Today is sweetest day and I couldn't help but to remember my sweeties in life. The memories and the love we share(d). So I am ending this post with saying Happy Sweetest day to all of you I love and are such sweet friends.

Tuesday, August 17, 2010

Good Evening, Just got Alex packed for her first day of Fifth grade tomorrow. She has been waiting all summer for this day. Each day she said I wish school was starting. Where does the time go? She also thinks Iowa as her home. It has not even been a year yet and she gets homesick, or asks can we stay here until atleast I graduate.

I have reached the mid-20's now, losing 68 pounds since Jan 24th. I have about 50 more to lose to be where the doctor wants and about 80 to be where I want. We will see. I have pushed through tough pain with foot but well worth it.
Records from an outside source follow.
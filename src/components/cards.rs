use yew::prelude::*;

#[derive(Properties, PartialEq)]
pub struct ServiceCardProps {
    pub title: String,
    pub bullets: Vec<String>,
}

#[function_component(ServiceCard)]
pub fn service_card(props: &ServiceCardProps) -> Html {
    html! {
        <div class="service-card">
            <h3 class="card-title">{&props.title}</h3>
            <ul class="check-list">
                { for props.bullets.iter().map(|bullet| html! { <li>{bullet}</li> }) }
            </ul>
        </div>
    }
}

#[derive(Properties, PartialEq)]
pub struct StatProps {
    pub value: String,
    pub label: String,
}

#[function_component(Stat)]
pub fn stat(props: &StatProps) -> Html {
    html! {
        <div class="stat-tile">
            <div class="stat-value">{&props.value}</div>
            <div class="stat-label">{&props.label}</div>
        </div>
    }
}

#[derive(Properties, PartialEq)]
pub struct InfoCardProps {
    pub title: String,
    pub children: Children,
}

#[function_component(InfoCard)]
pub fn info_card(props: &InfoCardProps) -> Html {
    html! {
        <div class="info-card">
            <h3 class="card-title">{&props.title}</h3>
            <div class="card-body">
                { for props.children.iter() }
            </div>
        </div>
    }
}
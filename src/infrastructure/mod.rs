//! Concrete [`LedgerStore`](crate::domain::ports::LedgerStore) backends.

pub mod in_memory;
#[cfg(feature = "storage-rocksdb")]
pub mod rocksdb;
use crate::error::LedgerError;
use rand::RngCore;
use serde::{Deserialize, Serialize};
use std::fmt;

/// Number of raw bytes behind an address.
pub const ADDRESS_BYTES: usize = 32;

/// Length of the hex-encoded address.
pub const ADDRESS_LEN: usize = ADDRESS_BYTES * 2;

/// Opaque wallet identifier: 64 hexadecimal characters.
///
/// Ordering is plain lexicographic byte order. The transfer engine relies on it
/// as the total order for row locks.
#[derive(Debug, Clone, PartialEq, Eq, PartialOrd, Ord, Hash, Serialize, Deserialize)]
#[serde(try_from = "String", into = "String")]
pub struct Address(String);

impl Address {
    pub fn parse(raw: &str) -> Result<Self, LedgerError> {
        if raw.len() == ADDRESS_LEN && raw.bytes().all(|b| b.is_ascii_hexdigit()) {
            Ok(Self(raw.to_string()))
        } else {
            Err(LedgerError::MalformedAddress(raw.to_string()))
        }
    }

    /// Draws a fresh address from `rng`.
    pub fn generate<R: RngCore + ?Sized>(rng: &mut R) -> Self {
        let mut bytes = [0u8; ADDRESS_BYTES];
        rng.fill_bytes(&mut bytes);
        Self(hex::encode(bytes))
    }

    pub fn as_str(&self) -> &str {
        &self.0
    }
}

impl fmt::Display for Address {
    fn fmt(&self, f: &mut fmt::Formatter<'_>) -> fmt::Result {
        f.write_str(&self.0)
    }
}

impl TryFrom<String> for Address {
    type Error = LedgerError;

    fn try_from(value: String) -> Result<Self, Self::Error> {
        Self::parse(&value)
    }
}

impl From<Address> for String {
    fn from(address: Address) -> Self {
        address.0
    }
}

/// A strictly positive amount of minor currency units.
#[derive(Debug, Clone, Copy, PartialEq, Eq, PartialOrd, Ord)]
pub struct Amount(i64);

impl Amount {
    pub fn new(minor_units: i64) -> Result<Self, LedgerError> {
        if minor_units > 0 {
            Ok(Self(minor_units))
        } else {
            Err(LedgerError::InvalidAmount(minor_units))
        }
    }

    pub fn value(&self) -> i64 {
        self.0
    }
}

impl TryFrom<i64> for Amount {
    type Error = LedgerError;

    fn try_from(value: i64) -> Result<Self, Self::Error> {
        Self::new(value)
    }
}

impl From<Amount> for i64 {
    fn from(amount: Amount) -> Self {
        amount.0
    }
}

/// A wallet row: address and its balance in minor units.
#[derive(Debug, Clone, PartialEq, Eq, Serialize, Deserialize)]
pub struct Account {
    pub address: Address,
    pub balance: i64,
}

impl Account {
    pub fn new(address: Address, balance: i64) -> Self {
        Self { address, balance }
    }
}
I try to walk 5-7 miles a day with some being none due to the pain. I am very thankful to Sarah for helping motivate me and sometimes having me tag along with her. I appreciate her walking my speed so I have company. She is doing great as well.

I am traveling the next few weekends then hope to finally be home and go to my church and just relax. I enjoy driving but there is also a time to just be home and not have craziness around you.

Be praying for my friend Gregg and his family as they still struggle with his heart condition and also financially. Another friend has a sinus infection that seems to be staying too. The pastor I worked under back home his son is in hospital due to serious infection to colon so keep him in your prayers. Continue to pray for my cousin's family as they are grieving the loss of Barb.